━━ RAW DATA ━━

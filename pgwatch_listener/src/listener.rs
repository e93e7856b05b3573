//! The listener loop: owns the subscription connection and drives decode, batch and dispatch.
//!
//! ```text
//! Disconnected -> Connecting -> Subscribed -> (Reading <-> Reconnecting) -> ShuttingDown -> Stopped
//! ```
//!
//! The loop is the only writer of per-channel sequence state. Dispatch runs on a separate task so
//! that slow consumers do not hold up reads, with at most one batch in flight at a time.

use std::fmt::Display;
use std::sync::Arc;
use std::time::Duration;

use pgwatch_id::{ChannelSequences, SequenceId};
use pgwatch_shutdown::ShutdownToken;
use thiserror::Error;
use tokio::sync::{mpsc, oneshot, watch};
use tokio::task::JoinHandle;
use tokio::time::Instant;
use tokio_util::sync::CancellationToken;
use tracing::{debug, error, info, warn};

use crate::backoff::{Backoff, BackoffConfig};
use crate::batcher::{Batch, Batcher, DEFAULT_MAX_BATCH_SIZE};
use crate::checkpoint::{CheckpointStore, InMemoryCheckpointStore};
use crate::decoder::{DEFAULT_MAX_PAYLOAD_SIZE, Decoder};
use crate::dispatcher::{ContractViolation, DispatchReport, Dispatcher};
use crate::metrics::{ListenerMetrics, MetricsSnapshot};
use crate::notification::Notification;
use crate::registry::{ConsumerRegistry, RegistryError};
use crate::replay::{DEFAULT_REPLAY_MAX_ATTEMPTS, ReplayStore, fetch_with_retry};
use crate::subscription::{ConnectionError, RawPayload, Subscription, SubscriptionSource};

pub const DEFAULT_READ_TIMEOUT: Duration = Duration::from_secs(30);

/// Consecutive failed connection attempts logged as warnings before switching to errors
const ESCALATE_AFTER_ATTEMPTS: u32 = 3;

#[derive(Debug, Clone, PartialEq, Eq)]
pub struct ListenerConfig {
    /// Channels to subscribe to in addition to those named by the registered consumers
    pub channels: Vec<String>,
    pub max_batch_size: usize,
    /// Defaults to `read_timeout` when unset
    pub max_batch_age: Option<Duration>,
    pub read_timeout: Duration,
    pub backoff: BackoffConfig,
    pub replay_max_attempts: u32,
    pub max_payload_size: usize,
    /// Names of the consumers to activate; empty activates every registered consumer
    pub consumers: Vec<String>,
}

impl Default for ListenerConfig {
    fn default() -> Self {
        Self {
            channels: Vec::new(),
            max_batch_size: DEFAULT_MAX_BATCH_SIZE,
            max_batch_age: None,
            read_timeout: DEFAULT_READ_TIMEOUT,
            backoff: BackoffConfig::default(),
            replay_max_attempts: DEFAULT_REPLAY_MAX_ATTEMPTS,
            max_payload_size: DEFAULT_MAX_PAYLOAD_SIZE,
            consumers: Vec::new(),
        }
    }
}

impl ListenerConfig {
    pub fn batch_age(&self) -> Duration {
        self.max_batch_age.unwrap_or(self.read_timeout)
    }
}

#[derive(Debug, Clone, Copy, PartialEq, Eq, Hash)]
pub enum ListenerState {
    Disconnected,
    Connecting,
    Subscribed,
    Reading,
    Reconnecting,
    ShuttingDown,
    Stopped,
}

impl Display for ListenerState {
    fn fmt(&self, f: &mut std::fmt::Formatter<'_>) -> std::fmt::Result {
        let s = match self {
            Self::Disconnected => "disconnected",
            Self::Connecting => "connecting",
            Self::Subscribed => "subscribed",
            Self::Reading => "reading",
            Self::Reconnecting => "reconnecting",
            Self::ShuttingDown => "shutting down",
            Self::Stopped => "stopped",
        };
        f.write_str(s)
    }
}

/// Fatal outcomes of a listener run. Everything else is recovered from inside the loop.
#[derive(Debug, Error)]
pub enum Error {
    #[error("dispatcher contract violated: {0}")]
    ContractViolation(#[from] ContractViolation),

    #[error("dispatch worker terminated unexpectedly")]
    DispatchWorkerTerminated,

    #[error("listener task failed: {0}")]
    Join(#[from] tokio::task::JoinError),
}

pub type Result<T, E = Error> = std::result::Result<T, E>;

/// A configured listener, ready to [`run`][ListenerLoop::run] or [`spawn`][ListenerLoop::spawn].
#[derive(Debug)]
pub struct ListenerLoop {
    config: ListenerConfig,
    source: Arc<dyn SubscriptionSource>,
    replay_store: Arc<dyn ReplayStore>,
    registry: Arc<ConsumerRegistry>,
    checkpoints: Arc<dyn CheckpointStore>,
    metrics: Arc<ListenerMetrics>,
    state: watch::Sender<ListenerState>,
    stop: CancellationToken,
    shutdown: Option<ShutdownToken>,
}
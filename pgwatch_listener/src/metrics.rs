//! Counters describing what a listener has done so far.

use std::sync::atomic::{AtomicU64, Ordering};

use crate::dispatcher::DispatchReport;

/// Lock-free counters shared between a listener and whoever observes it.
///
/// Updates use `Relaxed` ordering; a [`snapshot`][ListenerMetrics::snapshot] is consistent enough
/// for monitoring but not a point-in-time view.
#[derive(Debug, Default)]
pub struct ListenerMetrics {
    received: AtomicU64,
    decode_errors: AtomicU64,
    replayed: AtomicU64,
    gaps: AtomicU64,
    duplicates: AtomicU64,
    reconnects: AtomicU64,
    replay_failures: AtomicU64,
    batches: AtomicU64,
    dispatched: AtomicU64,
    delivered: AtomicU64,
    consumer_failures: AtomicU64,
}

/// A copy of the counters of a [`ListenerMetrics`]
#[derive(Debug, Clone, Copy, Default, PartialEq, Eq)]
pub struct MetricsSnapshot {
    /// Payloads read from the live connection
    pub received: u64,
    /// Payloads dropped because they could not be decoded
    pub decode_errors: u64,
    /// Notifications recovered from the replay store
    pub replayed: u64,
    /// Sequence gaps detected on the live connection
    pub gaps: u64,
    /// Notifications dropped because their sequence id was not new.
    ///
    /// Live copies of notifications already delivered by a replay are not counted.
    pub duplicates: u64,
    pub reconnects: u64,
    /// Replay queries abandoned after exhausting their attempts
    pub replay_failures: u64,
    pub batches: u64,
    /// Notifications that went through the dispatcher
    pub dispatched: u64,
    /// Successful consumer invocations
    pub delivered: u64,
    pub consumer_failures: u64,
}

impl ListenerMetrics {
    pub fn new() -> Self {
        Self::default()
    }

    pub(crate) fn record_received(&self) {
        self.received.fetch_add(1, Ordering::Relaxed);
    }

    pub(crate) fn record_decode_error(&self) {
        self.decode_errors.fetch_add(1, Ordering::Relaxed);
    }

    pub(crate) fn record_replayed(&self, n: u64) {
        self.replayed.fetch_add(n, Ordering::Relaxed);
    }

    pub(crate) fn record_gap(&self) {
        self.gaps.fetch_add(1, Ordering::Relaxed);
    }

    pub(crate) fn record_duplicate(&self) {
        self.duplicates.fetch_add(1, Ordering::Relaxed);
    }

    pub(crate) fn record_reconnect(&self) {
        self.reconnects.fetch_add(1, Ordering::Relaxed);
    }

    pub(crate) fn record_replay_failure(&self) {
        self.replay_failures.fetch_add(1, Ordering::Relaxed);
    }

    pub(crate) fn record_dispatch(&self, report: &DispatchReport) {
        self.batches.fetch_add(1, Ordering::Relaxed);
        self.dispatched
            .fetch_add(report.notification_count() as u64, Ordering::Relaxed);
        self.delivered
            .fetch_add(report.delivered_count() as u64, Ordering::Relaxed);
        self.consumer_failures
            .fetch_add(report.failure_count() as u64, Ordering::Relaxed);
    }

    pub fn snapshot(&self) -> MetricsSnapshot {
        MetricsSnapshot {
            received: self.received.load(Ordering::Relaxed),
            decode_errors: self.decode_errors.load(Ordering::Relaxed),
            replayed: self.replayed.load(Ordering::Relaxed),
            gaps: self.gaps.load(Ordering::Relaxed),
            duplicates: self.duplicates.load(Ordering::Relaxed),
            reconnects: self.reconnects.load(Ordering::Relaxed),
            replay_failures: self.replay_failures.load(Ordering::Relaxed),
            batches: self.batches.load(Ordering::Relaxed),
            dispatched: self.dispatched.load(Ordering::Relaxed),
            delivered: self.delivered.load(Ordering::Relaxed),
            consumer_failures: self.consumer_failures.load(Ordering::Relaxed),
        }
    }
}
//! Postgres adapters for the notification listener.
//!
//! * [`PgSubscriptionSource`] opens `LISTEN` connections from a caller-owned [`sqlx::PgPool`].
//! * [`PgOutboxReplayStore`] reads missed notifications back out of an outbox table.
//! * [`PgEmitter`] writes to the outbox and calls `pg_notify` in one transaction.

use thiserror::Error;

mod outbox;
mod pool;
mod subscription;

pub use outbox::{DEFAULT_OUTBOX_TABLE, PgEmitter, PgOutboxReplayStore, ensure_outbox_table};
pub use pool::{PgConnectionOptions, connect_pool};
pub use subscription::PgSubscriptionSource;

#[derive(Debug, Error)]
#[allow(missing_docs)]
pub enum Error {
    #[error("invalid table name {name:?}: {reason}")]
    InvalidTableName { name: String, reason: &'static str },

    #[error("sqlx error: {0}")]
    Sqlx(#[from] sqlx::Error),
}

pub type Result<T, E = Error> = std::result::Result<T, E>;

/// Check that `name` is a plain, optionally schema-qualified, SQL identifier so it can be
/// interpolated into a statement.
pub fn validate_table_name(name: &str) -> Result<()> {
    let invalid = |reason| {
        Err(Error::InvalidTableName {
            name: name.to_string(),
            reason,
        })
    };

    let mut parts = name.split('.');
    let (Some(first), second, None) = (parts.next(), parts.next(), parts.next()) else {
        return invalid("at most one schema qualifier is allowed");
    };

    for part in std::iter::once(first).chain(second) {
        let mut chars = part.chars();
        match chars.next() {
            None => return invalid("empty identifier"),
            Some(c) if !(c.is_ascii_alphabetic() || c == '_') => {
                return invalid("identifiers must start with a letter or underscore");
            }
            Some(_) => {}
        }
        if !chars.all(|c| c.is_ascii_alphanumeric() || c == '_') {
            return invalid("identifiers may only contain letters, digits and underscores");
        }
        if part.len() > 63 {
            return invalid("identifiers are limited to 63 bytes");
        }
    }
    Ok(())
}

#[cfg(test)]
pub(crate) mod test_utils {
    /// Skip the test unless `TEST_INTEGRATION` and the variables it needs are set.
    macro_rules! maybe_skip_integration {
        ($panic_msg:expr) => {{
            dotenvy::dotenv().ok();

            let required_vars = ["TEST_PGWATCH_DSN"];
            let unset_vars: Vec<_> = required_vars
                .iter()
                .filter_map(|&name| match std::env::var(name) {
                    Ok(_) => None,
                    Err(_) => Some(name),
                })
                .collect();
            let unset_var_names = unset_vars.join(", ");

            let force = std::env::var("TEST_INTEGRATION");

            if force.is_ok() && !unset_var_names.is_empty() {
                panic!(
                    "TEST_INTEGRATION is set, \
                            but variable(s) {unset_var_names} need to be set"
                );
            } else if force.is_err() {
                eprintln!(
                    "skipping Postgres integration test - set {}TEST_INTEGRATION to run",
                    if unset_var_names.is_empty() {
                        String::new()
                    } else {
                        format!("{unset_var_names} and ")
                    }
                );

                let panic_msg: &'static str = $panic_msg;
                if !panic_msg.is_empty() {
                    panic!("{}", panic_msg);
                }

                return;
            }
        }};
        () => {
            maybe_skip_integration!("")
        };
    }

    pub(crate) use maybe_skip_integration;

    use crate::{PgConnectionOptions, connect_pool};
    use rand::Rng;
    use rand::distributions::Alphanumeric;
    use sqlx::PgPool;

    pub(crate) async fn test_pool() -> PgPool {
        let dsn = std::env::var("TEST_PGWATCH_DSN").expect("TEST_PGWATCH_DSN set");
        let options = PgConnectionOptions {
            app_name: "pgwatch_test".to_string(),
            dsn,
            ..Default::default()
        };
        connect_pool(&options).await.expect("connect to test database")
    }

    /// A lowercase name unlikely to collide with concurrent test runs
    pub(crate) fn unique_name(prefix: &str) -> String {
        let suffix: String = rand::thread_rng()
            .sample_iter(&Alphanumeric)
            .take(10)
            .map(char::from)
            .collect();
        format!("{prefix}_{}", suffix.to_lowercase())
    }
}
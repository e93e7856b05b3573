//! Accumulates notifications into batches flushed by size, age or on request.

use std::time::Duration;

use tokio::time::Instant;

use crate::notification::Notification;

pub const DEFAULT_MAX_BATCH_SIZE: usize = 50;

/// An ordered group of notifications handed to the dispatcher in one piece.
///
/// A batch is sealed when it is flushed; the dispatcher only accepts sealed batches.
#[derive(Debug)]
pub struct Batch {
    notifications: Vec<Notification>,
    opened_at: Instant,
    flushed_at: Option<Instant>,
}

impl Batch {
    fn open_at(opened_at: Instant) -> Self {
        Self {
            notifications: Vec::new(),
            opened_at,
            flushed_at: None,
        }
    }

    /// A sealed batch holding `notifications` in the given order
    pub fn from_notifications(notifications: Vec<Notification>) -> Self {
        let now = Instant::now();
        Self {
            notifications,
            opened_at: now,
            flushed_at: Some(now),
        }
    }

    #[cfg(test)]
    pub(crate) fn unsealed(notifications: Vec<Notification>) -> Self {
        Self {
            notifications,
            ..Self::open_at(Instant::now())
        }
    }

    pub fn notifications(&self) -> &[Notification] {
        &self.notifications
    }

    pub fn into_notifications(self) -> Vec<Notification> {
        self.notifications
    }

    pub fn len(&self) -> usize {
        self.notifications.len()
    }

    pub fn is_empty(&self) -> bool {
        self.notifications.is_empty()
    }

    pub fn opened_at(&self) -> Instant {
        self.opened_at
    }

    pub fn flushed_at(&self) -> Option<Instant> {
        self.flushed_at
    }

    pub fn is_sealed(&self) -> bool {
        self.flushed_at.is_some()
    }
}

/// Owns at most one open [`Batch`].
///
/// A batch is opened by the first notification offered to an idle batcher, and flushed when it
/// reaches `max_batch_size`, when it is older than `max_batch_age`, or on
/// [`force_flush`][Batcher::force_flush]. Age is only checked when the batcher is touched, so the
/// owner polls [`poll_expired`][Batcher::poll_expired] at [`deadline`][Batcher::deadline].
#[derive(Debug)]
pub struct Batcher {
    max_batch_size: usize,
    max_batch_age: Duration,
    open: Option<Batch>,
}

impl Batcher {
    pub fn new(max_batch_size: usize, max_batch_age: Duration) -> Self {
        Self {
            max_batch_size: max_batch_size.max(1),
            max_batch_age,
            open: None,
        }
    }

    pub fn max_batch_size(&self) -> usize {
        self.max_batch_size
    }

    pub fn max_batch_age(&self) -> Duration {
        self.max_batch_age
    }

    /// Add a notification to the open batch.
    ///
    /// Returns a completed batch if one was flushed. If the open batch had already expired it is
    /// returned and `notification` starts the next batch; otherwise `notification` is appended
    /// and the batch is returned if that made it full.
    pub fn offer(&mut self, notification: Notification) -> Option<Batch> {
        let now = Instant::now();
        let expired = self.flush_if_expired(now);

        let batch = self.open.get_or_insert_with(|| Batch::open_at(now));
        batch.notifications.push(notification);

        // an expired batch held fewer than max_batch_size entries, so max_batch_size is at least
        // 2 and the fresh batch cannot be full yet
        if expired.is_some() {
            return expired;
        }
        if batch.len() >= self.max_batch_size {
            return self.flush(now);
        }
        None
    }

    /// Flush the open batch if it has reached `max_batch_age`
    pub fn poll_expired(&mut self) -> Option<Batch> {
        self.flush_if_expired(Instant::now())
    }

    /// When the open batch expires, if there is one
    pub fn deadline(&self) -> Option<Instant> {
        self.open
            .as_ref()
            .map(|batch| batch.opened_at + self.max_batch_age)
    }

    pub fn force_flush(&mut self) -> Option<Batch> {
        self.flush(Instant::now())
    }

    /// Number of notifications in the open batch
    pub fn pending(&self) -> usize {
        self.open.as_ref().map_or(0, Batch::len)
    }

    fn flush_if_expired(&mut self, now: Instant) -> Option<Batch> {
        match self.deadline() {
            Some(deadline) if now >= deadline => self.flush(now),
            _ => None,
        }
    }

    fn flush(&mut self, now: Instant) -> Option<Batch> {
        let mut batch = self.open.take()?;
        batch.flushed_at = Some(now);
        Some(batch)
    }
}

#[cfg(test)]
mod tests {
    use super::*;
    use crate::notification::Payload;
    use pgwatch_id::SequenceId;

    fn notification(id: u64) -> Notification {
        Notification::new("orders", Payload::new()).with_sequence_id(Some(SequenceId::new(id)))
    }

    fn ids(batch: &Batch) -> Vec<u64> {
        batch
            .notifications()
            .iter()
            .filter_map(|n| n.sequence_id().map(|id| id.as_u64()))
            .collect()
    }

    #[tokio::test(start_paused = true)]
    async fn flushes_when_full() {
        let mut batcher = Batcher::new(3, Duration::from_secs(30));
        assert!(batcher.offer(notification(1)).is_none());
        assert!(batcher.offer(notification(2)).is_none());
        let batch = batcher.offer(notification(3)).expect("batch is full");
        assert_eq!(ids(&batch), vec![1, 2, 3]);
        assert!(batch.is_sealed());
        assert_eq!(batcher.pending(), 0);
        assert!(batcher.deadline().is_none());
        assert!(batcher.force_flush().is_none());
    }

    #[tokio::test(start_paused = true)]
    async fn flushes_when_old() {
        let mut batcher = Batcher::new(DEFAULT_MAX_BATCH_SIZE, Duration::from_secs(1));
        assert!(batcher.offer(notification(1)).is_none());
        assert!(batcher.poll_expired().is_none());

        tokio::time::advance(Duration::from_secs(1)).await;
        let batch = batcher.poll_expired().expect("batch is old enough");
        assert_eq!(batch.len(), 1);
        assert_eq!(
            batch.flushed_at().unwrap() - batch.opened_at(),
            Duration::from_secs(1)
        );
        assert!(batcher.poll_expired().is_none());
    }

    #[tokio::test(start_paused = true)]
    async fn expired_batch_is_returned_and_offer_starts_the_next() {
        let mut batcher = Batcher::new(10, Duration::from_millis(100));
        batcher.offer(notification(1));
        batcher.offer(notification(2));
        tokio::time::advance(Duration::from_millis(150)).await;

        let batch = batcher.offer(notification(3)).expect("expired batch");
        assert_eq!(ids(&batch), vec![1, 2]);
        assert_eq!(batcher.pending(), 1);
        assert_eq!(ids(&batcher.force_flush().unwrap()), vec![3]);
    }

    #[tokio::test(start_paused = true)]
    async fn size_of_one_flushes_every_offer() {
        let mut batcher = Batcher::new(0, Duration::from_secs(1));
        assert_eq!(batcher.max_batch_size(), 1);
        for id in 1..=3 {
            let batch = batcher.offer(notification(id)).unwrap();
            assert_eq!(ids(&batch), vec![id]);
        }
    }
}
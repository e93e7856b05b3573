//! Delivers database change notifications to application consumers.
//!
//! A [`ListenerLoop`] holds one subscription connection, decodes each payload into a
//! [`Notification`], groups notifications into [`Batch`]es and hands every batch to a
//! [`Dispatcher`], which calls the [`Consumer`]s registered for each channel. Notifications missed
//! while disconnected, or skipped by the live connection, are recovered from a [`ReplayStore`].

pub mod backoff;
pub mod batcher;
pub mod checkpoint;
pub mod consumer;
pub mod decoder;
pub mod dispatcher;
mod envelope;
pub mod listener;
pub mod memory;
pub mod metrics;
pub mod notification;
pub mod publish;
pub mod registry;
pub mod replay;
pub mod subscription;

pub use backoff::BackoffConfig;
pub use batcher::{Batch, Batcher};
pub use checkpoint::{
    CheckpointError, CheckpointStore, FileCheckpointStore, InMemoryCheckpointStore,
};
pub use consumer::{Consumer, LoggingConsumer};
pub use decoder::{DecodeError, Decoder};
pub use dispatcher::{ConsumerFailure, ContractViolation, DispatchReport, Dispatcher};
pub use envelope::encode_envelope;
pub use listener::{Error, ListenerConfig, ListenerHandle, ListenerLoop, ListenerState};
pub use memory::InMemoryBus;
pub use metrics::{ListenerMetrics, MetricsSnapshot};
pub use notification::{ChangeAction, Notification, Origin, Payload};
pub use publish::{Emitter, PublishError, Publisher};
pub use registry::{ChannelPattern, ConsumerRegistration, ConsumerRegistry, RegistryError};
pub use replay::{ReplayStore, ReplayStoreError};
pub use subscription::{ConnectionError, RawPayload, Subscription, SubscriptionSource};

pub use pgwatch_id::{ChannelSequences, SequenceId};
//! Exponential backoff with jitter for reconnect and replay retries.

use std::time::Duration;

use rand::Rng;

pub const DEFAULT_BACKOFF_BASE: Duration = Duration::from_secs(1);
pub const DEFAULT_BACKOFF_MAX: Duration = Duration::from_secs(30);

#[derive(Debug, Clone, Copy, PartialEq, Eq)]
pub struct BackoffConfig {
    /// Ceiling of the first delay
    pub base: Duration,
    /// Ceiling of every delay
    pub max: Duration,
}

impl Default for BackoffConfig {
    fn default() -> Self {
        Self {
            base: DEFAULT_BACKOFF_BASE,
            max: DEFAULT_BACKOFF_MAX,
        }
    }
}

/// Delays grow as `base * 2^attempt` up to `max`. Each delay is drawn uniformly from the upper
/// half of that ceiling so that listeners restarted together do not reconnect in lockstep.
#[derive(Debug, Clone, Copy)]
pub struct Backoff {
    config: BackoffConfig,
    attempt: u32,
}

impl Backoff {
    pub fn new(config: BackoffConfig) -> Self {
        Self { config, attempt: 0 }
    }

    /// Number of delays handed out since the last reset
    pub fn attempts(&self) -> u32 {
        self.attempt
    }

    pub fn reset(&mut self) {
        self.attempt = 0;
    }

    fn ceiling(&self) -> Duration {
        let max = self.config.max.max(self.config.base);
        let factor = 2u32.saturating_pow(self.attempt);
        self.config.base.saturating_mul(factor).min(max)
    }

    pub fn next_delay(&mut self) -> Duration {
        let ceiling = self.ceiling();
        self.attempt = self.attempt.saturating_add(1);

        let half = ceiling / 2;
        let spread = (ceiling - half).as_millis() as u64;
        let jitter = if spread == 0 {
            0
        } else {
            rand::thread_rng().gen_range(0..=spread)
        };
        half + Duration::from_millis(jitter)
    }
}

━━━

Gather each line in the data that holds the string "static".

WORKED SOLUTION:
    InvalidTableName { name: String, reason: &'static str },
                let panic_msg: &'static str = $panic_msg;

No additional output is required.